British journalists are in a tizzy this morning. It started yesterday, when James Ball of the Guardian wrote a gently seething comment piece about notices his paper received from Google, warning it that six articles would no longer be listed on the search engine’s European sites. This was followed by a post from the BBC’s economics editor, Robert Peston, who complained that Google had removed “this example of my journalism.”
The message from both pieces was clear: As the result of a ruling in May by the European Court of Justice, Google has been forced to become “clearly a reluctant participant in what effectively amounts to censorship,” in Ball’s words. The Court ruled last month (pdf) that Google must remove search results from individuals when asked, if the results are irrelevant, outdated, or otherwise inappropriate.
Yet read through both pieces and you find that things are more complicated than it may at first appear. Peston updated his piece later to say it seemed the subject of his original article had not requested a take-down, while others speculated that perhaps a reader who commented on the piece had asked to be forgotten. Ball for his part notes that “whether for commercial or free speech reasons (or both), [Google is] informing sites when their content is blocked – perhaps in the hope that they will write about it.”
That is a common thread this morning. On Twitter, the Financial Times’s Robert Shrimsley, a columnist and the editor of the FT’s website, pointed out that:
https://twitter.com/robertshrimsley/status/484664431495098368
and
https://twitter.com/robertshrimsley/status/484667426735681537
Paul Bernal, a media law lecturer at the University of East Anglia, articulated similar thoughts in a blogpost titled “Are Google intentionally overreacting to the Right to be Forgotten?”
They’re trying to say, I think, ‘you know, we were right! This ruling means censorship! This is dangerous!’ They’re also trying to get journalists like James Ball and Robert Peston to be on their side, not on the side of the CJEU – and in Ball’s case, at least, they seem to be succeeding to an extent.

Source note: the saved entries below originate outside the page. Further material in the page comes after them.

impl<R: Renderer> Session<R> {
    pub fn new(config: &SessionConfig, dispatcher: EventDispatcher, renderer: R) -> Self {
        Self {
            state: SessionState::Created,
            decoder: FrameBuffer::with_max_frame_size(config.max_frame_size),
            requests: RequestTable::new(),
            outbound: Vec::new(),
            dispatcher,
            ui: UiState::default(),
            ctx: ExtensionContext::default(),
            renderer,
            geometry: config.geometry,
            ui_options: config.ui,
            api_info: None,
            uids: UidCounter::default(),
        }
    }

    /// Send `nvim_get_api_info`, the first handshake step.
    pub fn start_handshake(&mut self) -> Result<()> {
        if self.state != SessionState::Created {
            return Err(VimwireError::Handshake(format!(
                "cannot start handshake in state {:?}",
                self.state
            )));
        }
        self.state = SessionState::Handshaking;
        self.request(control::GET_API_INFO, Vec::new(), Completion::Internal)?;
        Ok(())
    }

    /// Issue a request. The reply goes to `completion`.
    pub fn call(
        &mut self,
        method: impl Into<String>,
        args: Vec<Value>,
        completion: Completion,
    ) -> Result<u32> {
        if !self.state.is_open() {
            return Err(VimwireError::SessionClosed);
        }
        self.request(method, args, completion)
    }

    fn request(
        &mut self,
        method: impl Into<String>,
        args: Vec<Value>,
        completion: Completion,
    ) -> Result<u32> {
        let method = method.into();
        // The id must be known before encoding; undo the entry if that fails.
        let id = self.requests.allocate(method.clone(), completion);
        match Envelope::request(id, method, args).encode() {
            Ok(bytes) => {
                self.outbound.push(bytes);
                Ok(id)
            }
            Err(e) => {
                self.requests.remove(id);
                Err(e)
            }
        }
    }

    /// Send a notification.
    pub fn notify(&mut self, method: impl Into<String>, args: Vec<Value>) -> Result<()> {
        if !self.state.is_open() {
            return Err(VimwireError::SessionClosed);
        }
        let bytes = Envelope::notification(method, args).encode()?;
        self.outbound.push(bytes);
        Ok(())
    }

    /// Answer a request from the editor.
    pub fn respond(&mut self, id: u32, error: Option<Value>, result: Value) -> Result<()> {
        let bytes = Envelope::response(id, error, result).encode()?;
        self.outbound.push(bytes);
        Ok(())
    }

    /// Send keys to the editor with `nvim_input`.
    pub fn input(&mut self, keys: &str, completion: Completion) -> Result<u32> {
        self.call(control::INPUT, vec![Value::from(keys)], completion)
    }

    /// Ask the editor to resize its grid.
    pub fn try_resize(&mut self, cols: u32, rows: u32, completion: Completion) -> Result<u32> {
        self.geometry = Geometry::new(cols, rows);
        self.call(
            control::UI_TRY_RESIZE,
            vec![Value::from(cols), Value::from(rows)],
            completion,
        )
    }

    /// Encoded messages waiting to be written, in order.
    pub fn take_outbound(&mut self) -> Vec<Bytes> {
        std::mem::take(&mut self.outbound)
    }

    pub fn has_outbound(&self) -> bool {
        !self.outbound.is_empty()
    }

    /// Process bytes read from the editor.
    ///
    /// Every complete message in `bytes` (plus whatever was buffered) is
    /// handled before this returns, in stream order. Bad messages are
    /// reported and skipped.
    pub fn feed(&mut self, bytes: &[u8]) {
        if self.state == SessionState::Closed {
            tracing::debug!("Ignoring {} bytes after close", bytes.len());
            return;
        }

        self.decoder.extend(bytes);
        while let Some(frame) = self.decoder.frames().next() {
            self.handle_frame(frame);
        }
    }

    fn handle_frame(&mut self, frame: std::result::Result<Frame, ProtocolError>) {
        match frame.and_then(Frame::into_envelope) {
            Ok(envelope) => self.handle_envelope(envelope),
            Err(e) => self.report_protocol(e),
        }
    }

    fn handle_envelope(&mut self, envelope: Envelope) {
        match envelope {
            Envelope::Response { id, error, result } => {
                let result = match error {
                    Some(err) => Err(VimwireError::Remote(err)),
                    None => Ok(result),
                };
                self.handle_response(id, result);
            }
            Envelope::Notification { method, params } => {
                for event in decode_notification(&method, params) {
                    match event {
                        Ok(event) => self.dispatch(event),
                        Err(e) => self.report_protocol(e),
                    }
                }
                self.flush_extension_queue();
            }
            Envelope::Request { id, method, .. } => {
                tracing::warn!("Editor called unsupported method '{}' (id {})", method, id);
                if let Err(e) = self.respond(id, Some(Value::from(METHOD_NOT_SUPPORTED)), Value::Nil) {
                    tracing::error!("Failed to answer request {}: {}", id, e);
                }
            }
        }
    }

    fn handle_response(&mut self, id: u32, result: CallResult) {
        match self.requests.fulfill(id, result) {
            Fulfilled::Delivered => {}
            Fulfilled::Internal { method, result } => self.handle_internal_response(&method, result),
            Fulfilled::Detached { method, result } => match result {
                Ok(_) => tracing::debug!("Request {} ({}) succeeded", id, method),
                Err(e) => tracing::warn!("Request {} ({}) failed: {}", id, method, e),
            },
            Fulfilled::Unknown => self.report_protocol(ProtocolError::UnknownResponse(id)),
        }
    }

    fn handle_internal_response(&mut self, method: &str, result: CallResult) {
        if self.state != SessionState::Handshaking {
            tracing::debug!("Late handshake reply to {} in state {:?}", method, self.state);
            return;
        }

        match method {
            control::GET_API_INFO => {
                let info = match result.and_then(|value| ApiInfo::from_value(&value)) {
                    Ok(info) => info,
                    Err(e) => {
                        return self.fail_handshake(&e.to_string(), CancelReason::SessionClosed)
                    }
                };
                tracing::info!(
                    "Editor version {} on channel {}",
                    info.version,
                    info.channel_id
                );
                let version = info.version;
                self.api_info = Some(info);

                let attach = control::ui_attach_params(
                    self.geometry.cols,
                    self.geometry.rows,
                    &self.ui_options,
                    version,
                )
                .and_then(|params| self.request(control::UI_ATTACH, params, Completion::Internal));
                if let Err(e) = attach {
                    self.fail_handshake(&e.to_string(), CancelReason::SessionClosed);
                }
            }
            control::UI_ATTACH => match result {
                Ok(_) => {
                    tracing::info!("Attached as a {} UI", self.geometry);
                    self.state = SessionState::Ready;
                }
                Err(e) => {
                    self.fail_handshake(&e.to_string(), CancelReason::SessionClosed);
                }
            },
            other => tracing::debug!("Unexpected internal reply to {}", other),
        }
    }

    fn dispatch(&mut self, event: RedrawEvent) {
        let result = self
            .dispatcher
            .dispatch(event, &mut self.ui, &mut self.renderer, &mut self.ctx);
        if let Err(e) = result {
            tracing::error!("{}", e);
            self.renderer.status(&e.to_string());
        }
    }

    /// Issue what extensions queued while handling the last notification.
    fn flush_extension_queue(&mut self) {
        for message in self.ctx.drain() {
            let result = match message {
                Outbound::Call { method, args } => {
                    self.call(method, args, Completion::Detached).map(|_| ())
                }
                Outbound::Notify { method, args } => self.notify(method, args),
            };
            if let Err(e) = result {
                tracing::warn!("Dropping message queued by extension: {}", e);
            }
        }
    }

    fn report_protocol(&mut self, error: ProtocolError) {
        tracing::warn!("{}", error);
        // Stray replies are the editor's business, not the user's.
        if !matches!(error, ProtocolError::UnknownResponse(_)) {
            self.renderer.status(&error.to_string());
        }
    }

    fn fail_handshake(&mut self, reason: &str, cancel: CancelReason) {
        tracing::error!("Handshake failed: {}", reason);
        self.renderer
            .fatal(&format!("Failed to attach to the editor: {}", reason));
        self.begin_close(cancel);
    }

    /// The handshake deadline passed.
    pub fn handshake_timed_out(&mut self) {
        if self.state == SessionState::Handshaking {
            self.fail_handshake(
                "the editor did not answer in time",
                CancelReason::SessionClosed,
            );
        }
    }

    /// The editor's output ended, at end of file or with a read error.
    ///
    /// Nothing more can arrive, so pending requests are cancelled. End of
    /// file means the editor went away; a read error is reported as fatal.
    pub fn input_closed(&mut self, error: Option<io::Error>) {
        let cancel = match error {
            None => CancelReason::ProcessExited,
            Some(_) => CancelReason::SessionClosed,
        };

        if self.state == SessionState::Handshaking {
            let reason = match &error {
                None => "the editor exited before the UI could attach".to_string(),
                Some(e) => format!("reading from the editor failed: {}", e),
            };
            return self.fail_handshake(&reason, cancel);
        }

        if let Some(e) = error.filter(|_| self.state.is_open()) {
            tracing::error!("Reading from the editor failed: {}", e);
            self.renderer
                .fatal(&format!("Lost the connection to the editor: {}", e));
        }
        self.begin_close(cancel);
    }

    /// Stop accepting calls and cancel everything in flight.
    pub fn shutdown(&mut self) {
        self.begin_close(CancelReason::SessionClosed);
    }

    fn begin_close(&mut self, reason: CancelReason) {
        if !self.state.is_open() {
            return;
        }
        self.state = SessionState::Closing;
        let cancelled = self.requests.cancel_all(reason);
        tracing::debug!("Session closing ({}), {} requests cancelled", reason, cancelled);
    }

    /// The editor process is gone.
    pub fn closed(&mut self, status: Option<ExitStatus>) {
        if self.state == SessionState::Closed {
            return;
        }
        if self.state == SessionState::Handshaking {
            self.renderer
                .fatal("The editor exited before the UI could attach");
        }
        self.begin_close(CancelReason::ProcessExited);
        self.state = SessionState::Closed;
        self.decoder.clear();
        tracing::info!("Editor exited with {:?}", status);
        self.renderer.exited(status);
    }

    /// Resolve one pending request locally.
    pub fn cancel_request(&mut self, id: u32, reason: CancelReason) {
        if let Fulfilled::Unknown = self.requests.cancel(id, reason) {
            tracing::trace!("Request {} already resolved", id);
        }
    }

    pub fn next_uid(&self) -> u32 {
        self.uids.next_id()
    }

    pub fn uid_counter(&self) -> UidCounter {
        self.uids.clone()
    }

    pub fn state(&self) -> SessionState {
        self.state
    }

    pub fn is_ready(&self) -> bool {
        self.state == SessionState::Ready
    }

    /// Editor version, known once `nvim_get_api_info` answered.
    pub fn version(&self) -> Option<Version> {
        self.api_info.as_ref().map(|info| info.version)
    }

    pub fn channel_id(&self) -> Option<u64> {
        self.api_info.as_ref().map(|info| info.channel_id)
    }

    pub fn geometry(&self) -> Geometry {
        self.geometry
    }

    pub fn mouse_enabled(&self) -> bool {
        self.ui.mouse_enabled
    }

    /// Whether the UI attached with 24-bit colors.
    pub fn true_colors(&self) -> bool {
        self.ui_options.rgb
    }

    pub fn modes(&self) -> &ModeRegistry {
        &self.ui.modes
    }

    pub fn tabs(&self) -> &TabRegistry {
        &self.ui.tabs
    }

    pub fn ui(&self) -> &UiState {
        &self.ui
    }

    pub fn pending_requests(&self) -> usize {
        self.requests.len()
    }

    pub fn renderer(&self) -> &R {
        &self.renderer
    }

    pub fn renderer_mut(&mut self) -> &mut R {
        &mut self.renderer
    }

    pub fn into_renderer(self) -> R {
        self.renderer
    }
}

The Guardian’s Chris Moran, who runs search-engine optimization for the paper, has similar thoughts:
It’s worth stating again that all of the obvious idiocy in the implementation suggests at the least that Google is far from whole-heartedly embracing the ECJ ruling.
And as Quartz reported last week, Google is certainly not being shy about the changes it is making to search results in the European Union, adding a disclaimer that results “may have been removed” even if they haven’t been. Andrew Orlowski at The Register called it two weeks ago: “The ads giant has launched a broad-based PR campaign pushing to ‘change the law’, creating a false impression that it’s being asked to make difficult decisions in vast numbers (in fact courts ultimately decide, not Google), and that the situation is burdensome for it (when in fact it can bounce all the complaints to the data protection registrar, and wait for the legal system to do all the work).”
Google’s response to a query from Quartz was as follows:
We have recently started taking action on the removals requests we’ve received after the European Court of Justice decision. This is a new and evolving process for us. We’ll continue to listen to feedback and will also work with data protection authorities and others as we comply with the ruling.
Is Google trying to sabotage the “right to be forgotten”?